Task brief: Beginning with the line below that contains "async fn test_api_routes_require_a_token()" and ending with the line that contains "use rust_decimal::Decimal;", copy every line exactly. Copy nothing else.

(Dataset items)
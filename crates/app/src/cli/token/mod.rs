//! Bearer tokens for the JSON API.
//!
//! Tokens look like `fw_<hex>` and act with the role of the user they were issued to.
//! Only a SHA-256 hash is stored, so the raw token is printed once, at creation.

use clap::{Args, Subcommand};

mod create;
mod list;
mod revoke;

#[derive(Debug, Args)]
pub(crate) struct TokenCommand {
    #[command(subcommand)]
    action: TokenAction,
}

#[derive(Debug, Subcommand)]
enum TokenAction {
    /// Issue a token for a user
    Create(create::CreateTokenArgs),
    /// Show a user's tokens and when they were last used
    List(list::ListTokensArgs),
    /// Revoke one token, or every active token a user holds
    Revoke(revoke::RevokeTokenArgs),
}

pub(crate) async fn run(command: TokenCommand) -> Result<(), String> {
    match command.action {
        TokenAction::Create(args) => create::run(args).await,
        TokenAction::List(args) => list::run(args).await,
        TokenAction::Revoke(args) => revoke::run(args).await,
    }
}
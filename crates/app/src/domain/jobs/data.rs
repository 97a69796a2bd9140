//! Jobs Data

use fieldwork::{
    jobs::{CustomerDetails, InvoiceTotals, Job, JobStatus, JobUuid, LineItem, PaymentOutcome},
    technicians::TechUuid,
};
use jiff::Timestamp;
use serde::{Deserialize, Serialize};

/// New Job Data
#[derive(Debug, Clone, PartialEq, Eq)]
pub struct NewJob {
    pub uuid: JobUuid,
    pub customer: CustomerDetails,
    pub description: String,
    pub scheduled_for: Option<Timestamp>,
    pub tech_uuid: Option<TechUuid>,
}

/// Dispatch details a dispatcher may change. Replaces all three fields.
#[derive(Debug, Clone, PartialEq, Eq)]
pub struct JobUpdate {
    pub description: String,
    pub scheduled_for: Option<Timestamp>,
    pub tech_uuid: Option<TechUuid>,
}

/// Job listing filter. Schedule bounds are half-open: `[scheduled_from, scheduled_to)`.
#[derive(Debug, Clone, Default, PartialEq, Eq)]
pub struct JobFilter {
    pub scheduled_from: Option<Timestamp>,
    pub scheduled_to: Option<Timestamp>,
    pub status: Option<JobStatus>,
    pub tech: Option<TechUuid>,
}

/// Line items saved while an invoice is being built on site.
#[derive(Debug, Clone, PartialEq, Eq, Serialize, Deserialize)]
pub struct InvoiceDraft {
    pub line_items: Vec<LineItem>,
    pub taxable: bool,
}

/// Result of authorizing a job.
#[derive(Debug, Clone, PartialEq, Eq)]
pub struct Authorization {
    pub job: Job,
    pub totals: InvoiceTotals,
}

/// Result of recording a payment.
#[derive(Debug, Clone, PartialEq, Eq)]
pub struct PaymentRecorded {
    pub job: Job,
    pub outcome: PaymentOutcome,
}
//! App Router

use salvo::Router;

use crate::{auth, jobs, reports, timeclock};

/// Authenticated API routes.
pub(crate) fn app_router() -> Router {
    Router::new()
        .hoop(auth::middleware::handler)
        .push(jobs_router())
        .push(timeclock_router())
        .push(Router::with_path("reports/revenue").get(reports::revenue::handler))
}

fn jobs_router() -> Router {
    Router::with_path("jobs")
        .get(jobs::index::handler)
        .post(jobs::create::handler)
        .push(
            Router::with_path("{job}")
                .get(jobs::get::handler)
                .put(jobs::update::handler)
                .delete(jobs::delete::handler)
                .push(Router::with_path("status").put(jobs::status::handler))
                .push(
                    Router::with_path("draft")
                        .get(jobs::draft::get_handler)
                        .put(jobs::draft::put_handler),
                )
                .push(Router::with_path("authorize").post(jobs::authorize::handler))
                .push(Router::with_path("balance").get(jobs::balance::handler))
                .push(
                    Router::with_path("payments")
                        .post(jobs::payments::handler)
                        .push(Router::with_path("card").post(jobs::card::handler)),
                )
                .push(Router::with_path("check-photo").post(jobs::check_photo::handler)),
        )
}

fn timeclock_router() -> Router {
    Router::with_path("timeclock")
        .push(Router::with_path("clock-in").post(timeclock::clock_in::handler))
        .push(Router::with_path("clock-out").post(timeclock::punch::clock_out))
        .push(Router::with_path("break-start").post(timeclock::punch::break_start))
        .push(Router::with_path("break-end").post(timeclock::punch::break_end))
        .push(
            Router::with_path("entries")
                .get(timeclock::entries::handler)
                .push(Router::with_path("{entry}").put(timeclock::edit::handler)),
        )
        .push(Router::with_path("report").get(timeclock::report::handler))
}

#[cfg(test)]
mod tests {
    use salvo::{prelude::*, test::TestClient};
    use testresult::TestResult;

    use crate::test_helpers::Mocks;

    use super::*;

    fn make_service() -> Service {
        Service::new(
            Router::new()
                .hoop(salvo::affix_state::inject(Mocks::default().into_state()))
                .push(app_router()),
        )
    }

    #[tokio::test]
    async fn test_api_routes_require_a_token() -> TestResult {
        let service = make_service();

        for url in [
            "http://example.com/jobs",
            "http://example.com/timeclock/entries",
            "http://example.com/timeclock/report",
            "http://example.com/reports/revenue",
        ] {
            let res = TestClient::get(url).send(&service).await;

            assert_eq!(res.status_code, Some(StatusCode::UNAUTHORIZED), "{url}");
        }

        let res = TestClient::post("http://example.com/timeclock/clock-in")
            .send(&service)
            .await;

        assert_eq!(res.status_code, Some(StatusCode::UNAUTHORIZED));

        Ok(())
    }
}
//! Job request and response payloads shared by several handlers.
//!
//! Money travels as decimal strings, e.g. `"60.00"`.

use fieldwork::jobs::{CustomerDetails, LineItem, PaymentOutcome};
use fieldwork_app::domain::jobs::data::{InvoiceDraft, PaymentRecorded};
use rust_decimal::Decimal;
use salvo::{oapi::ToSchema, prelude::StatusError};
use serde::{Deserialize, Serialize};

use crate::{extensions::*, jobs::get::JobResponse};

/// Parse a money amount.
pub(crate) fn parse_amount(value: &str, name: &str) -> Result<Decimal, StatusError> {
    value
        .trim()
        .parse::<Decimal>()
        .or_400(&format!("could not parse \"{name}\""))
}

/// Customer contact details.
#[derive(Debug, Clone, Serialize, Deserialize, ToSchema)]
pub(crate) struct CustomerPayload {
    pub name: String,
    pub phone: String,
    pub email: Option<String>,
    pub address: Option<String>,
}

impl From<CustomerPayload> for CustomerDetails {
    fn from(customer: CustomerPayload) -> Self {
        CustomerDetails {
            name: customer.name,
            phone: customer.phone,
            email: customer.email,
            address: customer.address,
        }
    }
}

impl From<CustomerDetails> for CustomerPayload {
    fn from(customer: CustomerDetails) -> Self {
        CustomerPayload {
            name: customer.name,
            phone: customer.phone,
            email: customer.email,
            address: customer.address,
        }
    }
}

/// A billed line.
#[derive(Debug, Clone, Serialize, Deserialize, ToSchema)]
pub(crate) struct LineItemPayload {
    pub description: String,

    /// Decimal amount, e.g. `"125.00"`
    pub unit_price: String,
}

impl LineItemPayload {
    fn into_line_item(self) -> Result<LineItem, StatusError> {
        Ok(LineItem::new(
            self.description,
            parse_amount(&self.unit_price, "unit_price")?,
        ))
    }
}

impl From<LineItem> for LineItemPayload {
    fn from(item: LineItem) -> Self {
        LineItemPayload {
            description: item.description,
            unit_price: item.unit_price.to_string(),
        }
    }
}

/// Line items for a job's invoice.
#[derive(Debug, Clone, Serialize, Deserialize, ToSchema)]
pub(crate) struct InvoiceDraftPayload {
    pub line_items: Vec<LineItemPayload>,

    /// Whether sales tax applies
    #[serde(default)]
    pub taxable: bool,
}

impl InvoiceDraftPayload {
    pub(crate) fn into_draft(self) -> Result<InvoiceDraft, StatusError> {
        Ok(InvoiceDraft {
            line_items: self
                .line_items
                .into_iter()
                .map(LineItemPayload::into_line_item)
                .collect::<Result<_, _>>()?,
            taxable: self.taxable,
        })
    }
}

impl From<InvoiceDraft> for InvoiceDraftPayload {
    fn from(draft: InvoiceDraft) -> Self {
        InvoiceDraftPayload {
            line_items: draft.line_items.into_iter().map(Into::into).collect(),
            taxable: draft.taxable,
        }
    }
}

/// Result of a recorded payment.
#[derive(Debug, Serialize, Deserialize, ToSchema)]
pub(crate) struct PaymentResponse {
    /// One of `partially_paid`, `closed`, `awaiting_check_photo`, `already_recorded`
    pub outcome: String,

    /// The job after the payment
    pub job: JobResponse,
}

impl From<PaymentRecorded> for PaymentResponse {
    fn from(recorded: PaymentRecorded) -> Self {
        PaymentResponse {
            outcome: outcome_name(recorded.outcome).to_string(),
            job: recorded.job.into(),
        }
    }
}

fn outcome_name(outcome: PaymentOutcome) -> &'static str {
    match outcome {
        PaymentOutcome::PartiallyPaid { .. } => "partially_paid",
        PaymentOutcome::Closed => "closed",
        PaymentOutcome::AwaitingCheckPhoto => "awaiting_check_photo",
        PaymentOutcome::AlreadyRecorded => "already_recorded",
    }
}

Exercise answer:
    async fn test_api_routes_require_a_token() -> TestResult {
        let service = make_service();

        for url in [
            "http://example.com/jobs",
            "http://example.com/timeclock/entries",
            "http://example.com/timeclock/report",
            "http://example.com/reports/revenue",
        ] {
            let res = TestClient::get(url).send(&service).await;

            assert_eq!(res.status_code, Some(StatusCode::UNAUTHORIZED), "{url}");
        }

        let res = TestClient::post("http://example.com/timeclock/clock-in")
            .send(&service)
            .await;

        assert_eq!(res.status_code, Some(StatusCode::UNAUTHORIZED));

        Ok(())
    }
}
//! Job request and response payloads shared by several handlers.
//!
//! Money travels as decimal strings, e.g. `"60.00"`.

use fieldwork::jobs::{CustomerDetails, LineItem, PaymentOutcome};
use fieldwork_app::domain::jobs::data::{InvoiceDraft, PaymentRecorded};
use rust_decimal::Decimal;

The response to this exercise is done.